Below are some records. Print exactly the lines between the one holding "for Wiegand operations" and the one holding "pub type Result<T>", inclusive, and nothing else.

• Record excerpts:
..............................
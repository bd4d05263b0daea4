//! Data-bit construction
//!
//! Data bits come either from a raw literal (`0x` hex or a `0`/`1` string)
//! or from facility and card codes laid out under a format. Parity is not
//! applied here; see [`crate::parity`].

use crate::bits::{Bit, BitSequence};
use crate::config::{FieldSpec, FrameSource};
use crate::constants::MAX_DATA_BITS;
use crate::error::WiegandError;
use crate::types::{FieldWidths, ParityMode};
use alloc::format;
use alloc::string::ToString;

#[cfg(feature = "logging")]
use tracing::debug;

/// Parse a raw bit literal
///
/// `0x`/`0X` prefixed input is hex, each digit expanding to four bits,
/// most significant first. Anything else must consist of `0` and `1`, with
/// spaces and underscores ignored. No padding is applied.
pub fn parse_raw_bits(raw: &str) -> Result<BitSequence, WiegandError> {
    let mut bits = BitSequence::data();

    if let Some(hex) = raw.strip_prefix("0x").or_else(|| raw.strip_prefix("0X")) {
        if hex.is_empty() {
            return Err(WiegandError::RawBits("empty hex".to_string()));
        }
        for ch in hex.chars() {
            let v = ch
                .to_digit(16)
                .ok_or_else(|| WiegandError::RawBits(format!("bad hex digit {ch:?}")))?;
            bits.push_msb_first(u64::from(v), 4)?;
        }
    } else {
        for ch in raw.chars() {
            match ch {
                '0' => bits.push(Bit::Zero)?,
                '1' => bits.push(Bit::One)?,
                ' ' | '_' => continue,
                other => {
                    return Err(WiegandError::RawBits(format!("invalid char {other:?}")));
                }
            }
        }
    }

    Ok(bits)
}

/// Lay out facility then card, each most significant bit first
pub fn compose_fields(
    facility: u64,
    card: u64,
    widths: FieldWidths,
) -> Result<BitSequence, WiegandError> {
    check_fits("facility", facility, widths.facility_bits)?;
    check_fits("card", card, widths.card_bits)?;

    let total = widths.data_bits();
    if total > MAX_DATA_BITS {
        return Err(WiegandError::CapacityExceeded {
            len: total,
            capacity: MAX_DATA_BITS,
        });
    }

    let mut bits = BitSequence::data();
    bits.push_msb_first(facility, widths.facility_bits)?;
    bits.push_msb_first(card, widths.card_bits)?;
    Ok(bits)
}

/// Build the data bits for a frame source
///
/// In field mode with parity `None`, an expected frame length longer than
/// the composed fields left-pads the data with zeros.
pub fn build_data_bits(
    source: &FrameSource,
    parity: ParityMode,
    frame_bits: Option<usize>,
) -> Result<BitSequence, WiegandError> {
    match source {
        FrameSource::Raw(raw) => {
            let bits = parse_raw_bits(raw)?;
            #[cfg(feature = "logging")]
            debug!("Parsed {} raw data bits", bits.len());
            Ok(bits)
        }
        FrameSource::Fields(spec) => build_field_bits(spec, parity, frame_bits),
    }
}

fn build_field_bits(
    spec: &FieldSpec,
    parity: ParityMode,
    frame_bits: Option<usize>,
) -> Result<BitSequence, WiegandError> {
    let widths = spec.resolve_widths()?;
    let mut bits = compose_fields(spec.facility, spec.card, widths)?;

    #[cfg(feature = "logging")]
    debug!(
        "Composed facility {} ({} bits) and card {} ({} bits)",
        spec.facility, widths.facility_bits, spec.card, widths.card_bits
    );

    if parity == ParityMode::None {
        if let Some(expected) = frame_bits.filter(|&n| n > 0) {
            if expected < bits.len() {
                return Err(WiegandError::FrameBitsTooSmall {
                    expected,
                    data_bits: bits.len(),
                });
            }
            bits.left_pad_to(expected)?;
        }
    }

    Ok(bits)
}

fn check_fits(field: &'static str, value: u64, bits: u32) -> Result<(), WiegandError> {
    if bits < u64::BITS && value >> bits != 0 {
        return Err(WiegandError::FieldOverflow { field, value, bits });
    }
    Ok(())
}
..............................
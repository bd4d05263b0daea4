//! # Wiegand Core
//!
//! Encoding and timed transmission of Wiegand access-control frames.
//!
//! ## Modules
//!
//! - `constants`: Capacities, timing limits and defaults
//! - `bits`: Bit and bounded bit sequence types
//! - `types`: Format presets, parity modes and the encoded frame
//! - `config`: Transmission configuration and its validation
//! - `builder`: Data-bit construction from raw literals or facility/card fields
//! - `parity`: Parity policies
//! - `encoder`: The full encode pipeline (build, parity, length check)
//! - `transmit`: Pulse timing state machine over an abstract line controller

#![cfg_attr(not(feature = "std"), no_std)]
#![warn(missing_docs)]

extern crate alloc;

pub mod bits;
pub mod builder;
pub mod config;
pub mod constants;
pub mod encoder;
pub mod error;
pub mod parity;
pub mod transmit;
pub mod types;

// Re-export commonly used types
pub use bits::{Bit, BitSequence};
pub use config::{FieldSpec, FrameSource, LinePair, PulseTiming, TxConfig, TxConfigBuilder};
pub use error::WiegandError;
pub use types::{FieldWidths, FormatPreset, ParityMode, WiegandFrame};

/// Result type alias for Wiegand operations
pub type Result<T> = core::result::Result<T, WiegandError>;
..............................
• Task output:
/// Result type alias for Wiegand operations
pub type Result<T> = core::result::Result<T, WiegandError>;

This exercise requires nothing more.